Batterierecycling aus Nordhausen (Foto: EAS Batteries) Batterierecycling aus Nordhausen (Foto: EAS Batteries)

Das Handy in der Tasche, der Laptop auf dem Tisch, die kabellosen Kopfhörer im Ohr, das E-Auto auf dem Parkplatz und mitunter sogar der Schiffsantrieb auf hoher See - Lithium-Ionen Akkus sind heute allgegenwärtig. Hätte es die Batterierevolution nicht gegeben, unser Alltag sähe ganz anders aus.

Die Hochleistungsspeicher im Taschenformat haben vieles möglich gemacht, aber die neue Technik kommt nicht ohne Kontroversen daher. Die Herstellung ist energieintensiv und von Rohstoffen abhängig, die nicht ohne ökologische und mitunter auch ethische Probleme gewonnen werden. Beide Fliegen ließen sich mit einer Klappe schlagen, wenn man die Batterien ordentlich wiederverwerten könnte, aber das passiert aktuell nur in zu vernachlässigenden Größenordnungen.

„Eine moderne Lithium-Ionen Batterie kann, je nach Aufbau und Ladepolitik, 10 bis 25 Jahre halten. Danach kommt sie in den Schredder. Plastik und Metall werden noch getrennt, was übrig bleibt ist „Schwarzmasse“.“, erklärt Michael Deutmeyer, Geschäftsführer von EAS Batteries. Mittels Hydrometallurgie lasse sich daraus noch etwas mehr zurückgewinnen, da bewege man sich im Moment aber nur im einstelligen Prozentbereich. Die Rückgewinnung ist in diesen Größenordnungen wirtschaftlich irrelevant, wäre aber Angesichts der nicht zu leugnenden Probleme und Herausforderungen ökonomisch wie ökologisch dringend geboten.

Die Ingenieure der kleinen Nordhäuser Firma halten deutlich höhere Rückgewinnungsraten für machbar. „Eine Taschenuhr zu bauen ist eine hochkomplexe Aufgabe, sie auseinander zu nehmen ist im Vergleich deutlich leichter. Im Kern gilt das auch für die Batteriespeicher. Wenn es uns gelingt, sie so zu gestalten, dass die Produktionsschritte rückwärts abgewickelt werden können, kann deutlich mehr Material zurückgewonnen und nach Aufbereitung auch wieder verwendet werden“, sagt Deutmeyer. Den Nachweis will man mit einem Forschungsverbund aus neun Partnern jetzt antreten.
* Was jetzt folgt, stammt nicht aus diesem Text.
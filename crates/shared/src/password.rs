//! Site password hashing utilities using Argon2id.
//!
//! Wedding websites can be protected by a shared secret the couple hands to
//! their guests. The secret is stored as an Argon2id hash (never plaintext)
//! and verified in constant time.

use argon2::{
    password_hash::{rand_core::OsRng, PasswordHash, PasswordHasher, PasswordVerifier, SaltString},
    Algorithm, Argon2, Params, Version,
};
use thiserror::Error;

/// Error type for site password operations.
#[derive(Debug, Error)]
pub enum PasswordError {
    #[error("Failed to hash password: {0}")]
    HashError(String),

    #[error("Failed to verify password: {0}")]
    VerifyError(String),

    #[error("Invalid password hash format")]
    InvalidHashFormat,
}

/// Argon2id parameters following OWASP recommendations (2024).
/// - Memory: 19456 KiB (19 MiB)
/// - Iterations: 2
/// - Parallelism: 1
const MEMORY_COST: u32 = 19456;
const TIME_COST: u32 = 2;
const PARALLELISM: u32 = 1;
const OUTPUT_LEN: usize = 32;

fn create_argon2() -> Result<Argon2<'static>, PasswordError> {
    let params = Params::new(MEMORY_COST, TIME_COST, PARALLELISM, Some(OUTPUT_LEN))
        .map_err(|e| PasswordError::HashError(format!("Failed to create Argon2 params: {}", e)))?;

    Ok(Argon2::new(Algorithm::Argon2id, Version::V0x13, params))
}

/// Hashes a site password using Argon2id.
///
/// Returns a PHC-formatted string that includes the algorithm, parameters,
/// salt, and hash, which is what the dashboard stores in
/// `website_configs.password_hash`.
///
/// # Example
/// ```
/// use shared::password::hash_site_password;
///
/// let hash = hash_site_password("smith-wedding-2026").unwrap();
/// assert!(hash.starts_with("$argon2id$"));
/// ```
pub fn hash_site_password(password: &str) -> Result<String, PasswordError> {
    let salt = SaltString::generate(&mut OsRng);
    let argon2 = create_argon2()?;

    argon2
        .hash_password(password.as_bytes(), &salt)
        .map(|hash| hash.to_string())
        .map_err(|e| PasswordError::HashError(e.to_string()))
}

/// Verifies a submitted site password against the stored hash.
///
/// Verification is constant-time; the result only says whether the guest's
/// submission matches, never why not.
///
/// # Example
/// ```
/// use shared::password::{hash_site_password, verify_site_password};
///
/// let hash = hash_site_password("test123").unwrap();
/// assert!(verify_site_password("test123", &hash).unwrap());
/// assert!(!verify_site_password("wrong", &hash).unwrap());
/// ```
pub fn verify_site_password(password: &str, hash: &str) -> Result<bool, PasswordError> {
    let parsed_hash = PasswordHash::new(hash).map_err(|_| PasswordError::InvalidHashFormat)?;

    // The stored hash carries its own parameters, so defaults suffice here
    let argon2 = Argon2::default();

    match argon2.verify_password(password.as_bytes(), &parsed_hash) {
        Ok(()) => Ok(true),
        Err(argon2::password_hash::Error::Password) => Ok(false),
        Err(e) => Err(PasswordError::VerifyError(e.to_string())),
    }
}

#[cfg(test)]
mod tests {
    use super::*;

    #[test]
    fn test_hash_site_password_returns_phc_format() {
        let hash = hash_site_password("test123").unwrap();
        assert!(hash.starts_with("$argon2id$"));
        assert!(hash.contains("$v=19$"));
        assert!(hash.contains("m=19456"));
        assert!(hash.contains("t=2"));
        assert!(hash.contains("p=1"));
    }

    #[test]
    fn test_hash_site_password_produces_unique_hashes() {
        let hash1 = hash_site_password("same_secret").unwrap();
        let hash2 = hash_site_password("same_secret").unwrap();
        // Different salts should produce different hashes
        assert_ne!(hash1, hash2);
    }

    #[test]
    fn test_verify_site_password_correct() {
        let password = "our-big-day-2026!";
        let hash = hash_site_password(password).unwrap();
        assert!(verify_site_password(password, &hash).unwrap());
    }

    #[test]
    fn test_verify_site_password_incorrect() {
        let hash = hash_site_password("correct_secret").unwrap();
        assert!(!verify_site_password("wrong_secret", &hash).unwrap());
    }

    #[test]
    fn test_verify_site_password_is_case_sensitive() {
        let hash = hash_site_password("Test123").unwrap();
        assert!(verify_site_password("Test123", &hash).unwrap());
        assert!(!verify_site_password("test123", &hash).unwrap());
    }

    #[test]
    fn test_verify_site_password_empty() {
        let hash = hash_site_password("").unwrap();
        assert!(verify_site_password("", &hash).unwrap());
        assert!(!verify_site_password("not_empty", &hash).unwrap());
    }

    #[test]
    fn test_verify_site_password_invalid_hash() {
        let result = verify_site_password("password", "not_a_phc_string");
        assert!(matches!(result, Err(PasswordError::InvalidHashFormat)));
    }

    #[test]
    fn test_hash_site_password_unicode() {
        let password = "свадьба-2026-💍";
        let hash = hash_site_password(password).unwrap();
        assert!(verify_site_password(password, &hash).unwrap());
        assert!(!verify_site_password("different", &hash).unwrap());
    }

    #[test]
    fn test_password_error_display() {
        let err = PasswordError::HashError("boom".to_string());
        assert!(format!("{}", err).contains("boom"));

        let err = PasswordError::InvalidHashFormat;
        assert!(format!("{}", err).contains("Invalid password hash format"));
    }
}
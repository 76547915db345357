use axum::{
    middleware,
    routing::{get, post},
    Router,
};
use sqlx::PgPool;
use std::sync::Arc;
use std::time::Duration;
use tower_http::{
    compression::CompressionLayer,
    cors::{Any, CorsLayer},
    timeout::TimeoutLayer,
    trace::TraceLayer,
};

use crate::config::Config;
use crate::middleware::{
    metrics_handler, metrics_middleware, password_rate_limit_middleware,
    security_headers_middleware, trace_id, RateLimiterState,
};
use crate::routes::{chat, events, guests, health, sites};

#[derive(Clone)]
pub struct AppState {
    pub pool: PgPool,
    pub config: Arc<Config>,
    pub password_limiter: Option<Arc<RateLimiterState>>,
}

pub fn create_app(config: Config, pool: PgPool) -> Router {
    let config = Arc::new(config);

    // Throttle password attempts if enabled (password_attempts_per_minute > 0)
    let password_limiter = if config.security.password_attempts_per_minute > 0 {
        Some(Arc::new(RateLimiterState::new(
            config.security.password_attempts_per_minute,
        )))
    } else {
        None
    };

    let state = AppState {
        pool,
        config: config.clone(),
        password_limiter,
    };

    // Build CORS layer based on configuration
    let cors = if config.security.cors_origins.is_empty() {
        // Default: allow any origin (for development)
        CorsLayer::new()
            .allow_origin(Any)
            .allow_methods(Any)
            .allow_headers(Any)
    } else {
        // Production: only allow specified origins
        use tower_http::cors::AllowOrigin;
        let origins: Vec<_> = config
            .security
            .cors_origins
            .iter()
            .filter_map(|o| o.parse().ok())
            .collect();
        CorsLayer::new()
            .allow_origin(AllowOrigin::list(origins))
            .allow_methods(Any)
            .allow_headers(Any)
    };

    // Guest-facing site routes (v1). All public: access control is the
    // decision carried in the response, not an auth layer.
    let site_routes = Router::new()
        .route("/api/v1/sites/:slug", get(sites::get_site))
        .route("/api/v1/sites/:slug/events", get(events::list_events))
        .route(
            "/api/v1/sites/:slug/guests/:guest_id/rsvp",
            post(guests::submit_rsvp),
        )
        .route("/api/v1/sites/:slug/chat", post(chat::chat_message));

    // The password route is the one brute-forceable surface; throttle it
    let password_routes = Router::new()
        .route("/api/v1/sites/:slug/password", post(sites::verify_password))
        .route_layer(middleware::from_fn_with_state(
            state.clone(),
            password_rate_limit_middleware,
        ));

    // Public operational routes (no authentication required)
    let public_routes = Router::new()
        .route("/api/health", get(health::health_check))
        .route("/api/health/ready", get(health::ready))
        .route("/api/health/live", get(health::live))
        .route("/metrics", get(metrics_handler));

    // Merge all routes
    Router::new()
        .merge(public_routes)
        .merge(site_routes)
        .merge(password_routes)
        // Global middleware (order matters: bottom layers run first)
        .layer(middleware::from_fn(security_headers_middleware)) // Security headers
        .layer(CompressionLayer::new())
        .layer(TimeoutLayer::new(Duration::from_secs(
            config.server.request_timeout_secs,
        )))
        .layer(middleware::from_fn(metrics_middleware)) // Prometheus metrics
        .layer(TraceLayer::new_for_http())
        .layer(middleware::from_fn(trace_id)) // Request ID and logging
        .layer(cors)
        .with_state(state)
}
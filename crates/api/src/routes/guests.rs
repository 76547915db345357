//! Guest RSVP routes.

use axum::{
    extract::{Path, State},
    http::HeaderMap,
    Json,
};
use domain::models::guest::{Guest, RsvpRequest, RsvpState};
use persistence::repositories::GuestRepository;
use tracing::info;
use uuid::Uuid;
use validator::Validate;

use crate::app::AppState;
use crate::error::ApiError;
use crate::middleware::metrics::record_rsvp_submitted;
use crate::routes::sites::authorize;

/// Record a guest's attendance response.
///
/// POST /api/v1/sites/:slug/guests/:guest_id/rsvp
///
/// The guest id in the path doubles as the access credential: the decision
/// runs with it, so an id that matches no guest of this wedding is denied
/// before any write.
pub async fn submit_rsvp(
    State(state): State<AppState>,
    Path((slug, guest_id)): Path<(String, Uuid)>,
    headers: HeaderMap,
    Json(request): Json<RsvpRequest>,
) -> Result<Json<RsvpState>, ApiError> {
    request.validate()?;

    let (site, _decision) = authorize(&state, &slug, Some(guest_id), &headers).await?;

    // authorize() verified the pair exists; a racing delete still surfaces here
    let guest_repo = GuestRepository::new(state.pool.clone());
    let updated = guest_repo
        .record_rsvp(
            guest_id,
            site.wedding.id,
            request.attending,
            request.dietary_restrictions.as_deref(),
            request.plus_one_name.as_deref(),
        )
        .await?
        .ok_or_else(|| ApiError::NotFound("Guest not found".to_string()))?;

    record_rsvp_submitted(request.attending);

    info!(
        slug = %slug,
        guest_id = %guest_id,
        attending = request.attending,
        "RSVP recorded"
    );

    let guest = Guest::from(updated);
    Ok(Json(RsvpState::from(&guest)))
}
Michael Deutmeyer ist seit 2015 "Managing Director" bei EAS Batteries (Foto: agl) Michael Deutmeyer ist seit 2015 "Managing Director" bei EAS Batteries (Foto: agl)

Entscheidend ist zum Einen das Design. Bei EAS hat man sich einen Namen mit „Wickelzellen“ gemacht: zwei etwa 10 Meter lange Elektrodenbänder werden als Pol und Gegenpol - Anode und Kathode - aufgewickelt und im Verbund zusammengeschlossen. Die Nordhäuser haben sich auf Hochvoltsysteme für marine Anwendungen spezialisiert, die EAS Batterien kommen in der kommerziellen Schifffahrt zum Einsatz, vor allem in der Personenbeförderung.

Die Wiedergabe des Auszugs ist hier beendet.